Après avoir déterminé les potentialités de développement du Gabon dans divers secteurs d'activités, une stratégie de diversification capable d'insuffler un développement territorial à long terme du pays a été définie. Cette diversification économique territoriale s'articule autour de cinq piliers : « Le Gabon minier », « Le Gabon énergie », « Le Gabon bleu », « Le Gabon vert » et « Le Gabon gris ». Ces piliers ont chacun quatre composantes. Les filières retenues sont : la Mine de fer de Belinga, l'exploitation d'autres ressources minières et géologiques, l'industrie pétrochimique et l'industrie métallo-sidérurgique pour « Le Gabon minier », le gaz naturel, l'hydroélectricité, l'énergie solaire et la biomasse forestière pour « Le Gabon énergie », l'aquaculture, la pêche artisanale, la pêche industrielle et l'industrie marine pour « Le Gabon bleu », l'agriculture agroécologique, l'industrie du bois, l'industrie des biotechnologies et le géotourisme pour « Le Gabon vert », et les technologies de l'information et de la communication, les services financiers et bancaires, les services professionnels pour entreprises et la formation et recherche scientifique pour « Le Gabon gris ». La mise en œuvre effective des filières choisies stimulerait l'industrialisation du Gabon par la substitution des exportations (ISE), la substitution des importations (ISI) et les industries industrialisantes (III).

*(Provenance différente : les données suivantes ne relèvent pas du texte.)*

//! Contract with the rule-evaluation engine.
//!
//! The adapter feeds loaded rules into a [`PolicySink`] one line at a time
//! and reads the full rule set for a save from a [`PolicySource`].
//! [`PolicyModel`] is a plain in-memory implementation of both.

use serde::Serialize;
use std::collections::BTreeMap;

/// Rule family a policy type belongs to.
#[derive(Debug, Clone, Copy, PartialEq, Eq, Hash, PartialOrd, Ord, Serialize)]
pub enum RuleFamily {
    /// Permission rules (`p`, `p2`, ...).
    Primary,
    /// Grouping / role-inheritance rules (`g`, `g2`, ...).
    Grouping,
}

impl RuleFamily {
    /// Both families, in save order.
    pub const ALL: [Self; 2] = [Self::Primary, Self::Grouping];

    /// Classifies a policy type by its leading letter.
    #[must_use]
    pub fn of(ptype: &str) -> Self {
        if ptype.starts_with('g') {
            Self::Grouping
        } else {
            Self::Primary
        }
    }
}

/// Receives policy lines during a load.
pub trait PolicySink {
    /// Accepts one `"<ptype>, <field>, ..."` line.
    fn receive(&mut self, line: &str);
}

/// Supplies the complete rule set during a save.
pub trait PolicySource {
    /// Returns the rules of `family`, keyed by policy type.
    fn rules_by_type(&self, family: RuleFamily) -> BTreeMap<&str, &[Vec<String>]>;
}

impl PolicySink for Vec<String> {
    fn receive(&mut self, line: &str) {
        self.push(line.to_string());
    }
}

impl<F: FnMut(&str)> PolicySink for F {
    fn receive(&mut self, line: &str) {
        self(line);
    }
}

/// Splits a policy line into its policy type and rule tuple.
///
/// Returns `None` for blank lines and `#` comments.
#[must_use]
pub fn parse_policy_line(line: &str) -> Option<(String, Vec<String>)> {
    let line = line.trim();
    if line.is_empty() || line.starts_with('#') {
        return None;
    }

    let mut tokens = line.split(',').map(str::trim);
    let ptype = tokens.next()?.to_string();
    if ptype.is_empty() {
        return None;
    }
    Some((ptype, tokens.map(str::to_string).collect()))
}

/// In-memory policy model.
#[derive(Debug, Clone, Default, PartialEq, Eq, Serialize)]
pub struct PolicyModel {
    primary: BTreeMap<String, Vec<Vec<String>>>,
    grouping: BTreeMap<String, Vec<Vec<String>>>,
}

impl PolicyModel {
    /// Creates an empty model.
    #[must_use]
    pub fn new() -> Self {
        Self::default()
    }

    /// Parses a policy file body, one rule per line.
    #[must_use]
    pub fn from_lines(text: &str) -> Self {
        let mut model = Self::new();
        for line in text.lines() {
            model.receive(line);
        }
        model
    }

    /// Appends a rule.
    pub fn add_rule<I, S>(&mut self, ptype: &str, rule: I)
    where
        I: IntoIterator<Item = S>,
        S: Into<String>,
    {
        self.family_mut(RuleFamily::of(ptype))
            .entry(ptype.to_string())
            .or_default()
            .push(rule.into_iter().map(Into::into).collect());
    }

    /// Returns the rules stored for `ptype`.
    #[must_use]
    pub fn rules(&self, ptype: &str) -> &[Vec<String>] {
        self.family(RuleFamily::of(ptype))
            .get(ptype)
            .map(Vec::as_slice)
            .unwrap_or_default()
    }

    /// Returns true if `ptype` holds exactly this rule at least once.
    #[must_use]
    pub fn has_rule<S: AsRef<str>>(&self, ptype: &str, rule: &[S]) -> bool {
        self.rules(ptype).iter().any(|r| {
            r.len() == rule.len() && r.iter().zip(rule).all(|(a, b)| a == b.as_ref())
        })
    }

    /// Total number of rules across both families.
    #[must_use]
    pub fn len(&self) -> usize {
        self.primary
            .values()
            .chain(self.grouping.values())
            .map(Vec::len)
            .sum()
    }

    /// Returns true if the model holds no rule.
    #[must_use]
    pub fn is_empty(&self) -> bool {
        self.len() == 0
    }

    /// Renders every rule as a policy line, primary family first.
    #[must_use]
    pub fn to_lines(&self) -> Vec<String> {
        RuleFamily::ALL
            .iter()
            .flat_map(|family| self.family(*family))
            .flat_map(|(ptype, rules)| {
                rules.iter().map(move |rule| {
                    std::iter::once(ptype.as_str())
                        .chain(rule.iter().map(String::as_str))
                        .collect::<Vec<_>>()
                        .join(", ")
                })
            })
            .collect()
    }

    fn family(&self, family: RuleFamily) -> &BTreeMap<String, Vec<Vec<String>>> {
        match family {
            RuleFamily::Primary => &self.primary,
            RuleFamily::Grouping => &self.grouping,
        }
    }

    fn family_mut(&mut self, family: RuleFamily) -> &mut BTreeMap<String, Vec<Vec<String>>> {
        match family {
            RuleFamily::Primary => &mut self.primary,
            RuleFamily::Grouping => &mut self.grouping,
        }
    }
}

impl PolicySink for PolicyModel {
    fn receive(&mut self, line: &str) {
        match parse_policy_line(line) {
            Some((ptype, rule)) => self.add_rule(&ptype, rule),
            None => tracing::trace!(line, "skipping non-rule line"),
        }
    }
}

impl PolicySource for PolicyModel {
    fn rules_by_type(&self, family: RuleFamily) -> BTreeMap<&str, &[Vec<String>]> {
        self.family(family)
            .iter()
            .map(|(ptype, rules)| (ptype.as_str(), rules.as_slice()))
            .collect()
    }
}
//! Adapter connection options.

use crate::error::{Error, IoError, Result};
use crate::storage::schema::{DEFAULT_TABLE_NAME, validate_table_name};
use serde::{Deserialize, Serialize};
use std::path::{Path, PathBuf};

/// Where the policy database lives.
#[derive(Debug, Clone, PartialEq, Eq, Serialize, Deserialize)]
#[serde(rename_all = "snake_case")]
pub enum Database {
    /// Private in-memory database (lost on close).
    Memory,
    /// `SQLite` database file.
    File(PathBuf),
}

/// Options supplied when constructing an adapter.
///
/// Deserializable from JSON, for example:
///
/// ```json
/// { "database": { "file": "policy.db" }, "table_name": "casbin_rule" }
/// ```
#[derive(Debug, Clone, PartialEq, Eq, Serialize, Deserialize)]
#[serde(default)]
pub struct AdapterOptions {
    /// Database location.
    pub database: Database,
    /// Policy table name.
    pub table_name: String,
    /// Create the table on `open` if it does not exist.
    pub auto_create_table: bool,
    /// How long a statement waits on a locked database, in milliseconds.
    pub busy_timeout_ms: u64,
}

impl Default for AdapterOptions {
    fn default() -> Self {
        Self {
            database: Database::Memory,
            table_name: DEFAULT_TABLE_NAME.to_string(),
            auto_create_table: true,
            busy_timeout_ms: 5_000,
        }
    }
}

impl AdapterOptions {
    /// Options for an in-memory database.
    #[must_use]
    pub fn in_memory() -> Self {
        Self::default()
    }

    /// Options for a database file.
    #[must_use]
    pub fn file(path: impl Into<PathBuf>) -> Self {
        Self {
            database: Database::File(path.into()),
            ..Self::default()
        }
    }

    /// Sets the table name.
    #[must_use]
    pub fn with_table_name(mut self, name: impl Into<String>) -> Self {
        self.table_name = name.into();
        self
    }

    /// Sets whether `open` creates the table.
    #[must_use]
    pub const fn with_auto_create_table(mut self, enabled: bool) -> Self {
        self.auto_create_table = enabled;
        self
    }

    /// Sets the busy timeout.
    #[must_use]
    pub const fn with_busy_timeout_ms(mut self, millis: u64) -> Self {
        self.busy_timeout_ms = millis;
        self
    }

    /// Loads options from a JSON file.
    ///
    /// # Errors
    ///
    /// Returns an error if the file cannot be read, is not valid JSON, or
    /// names an invalid table.
    pub fn from_json_file(path: &Path) -> Result<Self> {
        let text = std::fs::read_to_string(path).map_err(|e| IoError::ReadFailed {
            path: path.display().to_string(),
            reason: e.to_string(),
        })?;
        let options: Self = serde_json::from_str(&text)?;
        options.validate()?;
        Ok(options)
    }

    /// Checks the options before they are used to open a connection.
    ///
    /// # Errors
    ///
    /// Returns a configuration error if the table name is not a plain identifier.
    pub fn validate(&self) -> Result<()> {
        validate_table_name(&self.table_name)?;
        if let Database::File(path) = &self.database
            && path.as_os_str().is_empty()
        {
            return Err(Error::config("database path is empty"));
        }
        Ok(())
    }

    /// Returns the database file path (None for in-memory).
    #[must_use]
    pub fn path(&self) -> Option<&Path> {
        match &self.database {
            Database::Memory => None,
            Database::File(path) => Some(path),
        }
    }
}
//! Periodic match drivers (simulation tick and enemy spawn)
//!
//! Drivers never touch room state. Each firing is sent back as a
//! [`DriverEvent`] into the session service loop, which applies it to the
//! engine between other commands, so all mutation stays on one task.

use std::time::Duration;
use tokio::sync::mpsc;
use tokio::task::JoinHandle;
use tokio::time::{interval_at, Instant, MissedTickBehavior};
use tracing::debug;

use super::mode::Mode;

/// Which periodic driver fired
#[derive(Debug, Clone, Copy, PartialEq, Eq)]
pub enum DriverKind {
    Tick,
    Spawn,
}

/// A single driver firing for one room's match
#[derive(Debug, Clone, Copy, PartialEq, Eq)]
pub struct DriverEvent {
    pub mode: Mode,
    /// Match generation the driver was started for
    pub generation: u64,
    pub kind: DriverKind,
}

/// Guard owning a room's running drivers. Dropping it stops them.
pub struct MatchDrivers {
    generation: u64,
    handles: Vec<JoinHandle<()>>,
}

impl MatchDrivers {
    pub fn new(generation: u64, handles: Vec<JoinHandle<()>>) -> Self {
        Self {
            generation,
            handles,
        }
    }

    /// Guard with no backing tasks, for engines driven by hand
    pub fn detached(generation: u64) -> Self {
        Self::new(generation, Vec::new())
    }

    pub fn generation(&self) -> u64 {
        self.generation
    }
}

impl Drop for MatchDrivers {
    fn drop(&mut self) {
        for handle in &self.handles {
            handle.abort();
        }
    }
}

impl std::fmt::Debug for MatchDrivers {
    fn fmt(&self, f: &mut std::fmt::Formatter<'_>) -> std::fmt::Result {
        f.debug_struct("MatchDrivers")
            .field("generation", &self.generation)
            .field("tasks", &self.handles.len())
            .finish()
    }
}

/// Starts the drivers for a match that just entered RUNNING
pub trait DriverScheduler: Send {
    fn start(&self, mode: Mode, generation: u64) -> MatchDrivers;
}

/// Scheduler backed by tokio interval tasks
pub struct TokioScheduler {
    events_tx: mpsc::Sender<DriverEvent>,
    tick_period: Duration,
    spawn_period: Duration,
}

impl TokioScheduler {
    pub fn new(
        events_tx: mpsc::Sender<DriverEvent>,
        tick_period: Duration,
        spawn_period: Duration,
    ) -> Self {
        Self {
            events_tx,
            tick_period,
            spawn_period,
        }
    }

    fn spawn_driver(&self, event: DriverEvent, period: Duration) -> JoinHandle<()> {
        let tx = self.events_tx.clone();
        tokio::spawn(async move {
            // First firing is one full period after the match starts
            let mut ticker = interval_at(Instant::now() + period, period);
            ticker.set_missed_tick_behavior(MissedTickBehavior::Skip);

            loop {
                ticker.tick().await;
                if tx.send(event).await.is_err() {
                    debug!(mode = %event.mode, kind = ?event.kind, "Driver channel closed");
                    break;
                }
            }
        })
    }
}

impl DriverScheduler for TokioScheduler {
    fn start(&self, mode: Mode, generation: u64) -> MatchDrivers {
        let tick = self.spawn_driver(
            DriverEvent {
                mode,
                generation,
                kind: DriverKind::Tick,
            },
            self.tick_period,
        );
        let spawn = self.spawn_driver(
            DriverEvent {
                mode,
                generation,
                kind: DriverKind::Spawn,
            },
            self.spawn_period,
        );

        debug!(mode = %mode, generation, "Match drivers started");
        MatchDrivers::new(generation, vec![tick, spawn])
    }
}

#[cfg(test)]
mod tests {
    use super::*;

    fn scheduler() -> (TokioScheduler, mpsc::Receiver<DriverEvent>) {
        let (tx, rx) = mpsc::channel(64);
        let scheduler = TokioScheduler::new(
            tx,
            Duration::from_millis(50),
            Duration::from_millis(500),
        );
        (scheduler, rx)
    }

    #[tokio::test(start_paused = true)]
    async fn drivers_fire_at_their_periods() {
        let (scheduler, mut rx) = scheduler();
        let _drivers = scheduler.start(Mode::Advanced, 3);

        tokio::time::sleep(Duration::from_millis(510)).await;

        let mut ticks = 0;
        let mut spawns = 0;
        while let Ok(event) = rx.try_recv() {
            assert_eq!(event.mode, Mode::Advanced);
            assert_eq!(event.generation, 3);
            match event.kind {
                DriverKind::Tick => ticks += 1,
                DriverKind::Spawn => spawns += 1,
            }
        }

        assert!((9..=10).contains(&ticks), "ticks = {}", ticks);
        assert_eq!(spawns, 1);
    }

    #[tokio::test(start_paused = true)]
    async fn dropping_the_guard_stops_both_drivers() {
        let (scheduler, mut rx) = scheduler();
        let drivers = scheduler.start(Mode::Normal, 1);

        tokio::time::sleep(Duration::from_millis(120)).await;
        drop(drivers);
        while rx.try_recv().is_ok() {}

        tokio::time::sleep(Duration::from_secs(2)).await;
        assert!(rx.try_recv().is_err());
    }

    #[test]
    fn detached_guard_keeps_generation() {
        let drivers = MatchDrivers::detached(7);
        assert_eq!(drivers.generation(), 7);
    }
}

Pour mettre en œuvre cette stratégie de diversification, nous avons mobilisé deux modalités de l'action publique, à savoir le partenariat public-privé et l'ingénierie territoriale dont les principes de fonctionnement encouragent non seulement la collaboration entre plusieurs parties prenantes (État central, collectivités locales, secteur privé, société civile et partenaires au développement), mais également une logique d'action « bottom-up » au détriment de la logique « top-down » qui a prévalu jusqu'ici au Gabon. En revanche, pour que cette stratégie de diversification impulse un développement territorial du Gabon à long terme, trois conditions au moins doivent être remplies. La réforme de la Loi de la décentralisation doit être effective pour renforcer les responsabilités des acteurs territoriaux. Un renforcement des capacités institutionnelles et humaines aussi bien techniques que fonctionnelles est nécessaire pour réussir à mettre en œuvre cette stratégie de diversification économique territoriale. L'aménagement du territoire en infrastructure de télécommunication et de transports est une condition sine qua non pour que cette stratégie de diversification aboutisse à terme à un développement territorial du pays. Une volonté politique et un changement de mentalités sont des exigences fondamentales auxquelles il faut répondre pour que les conditions sine qua non du succès de la diversification soient réunies. Le financement de la diversification devra se faire par une utilisation judicieuse des fonds propres et des fonds contractés.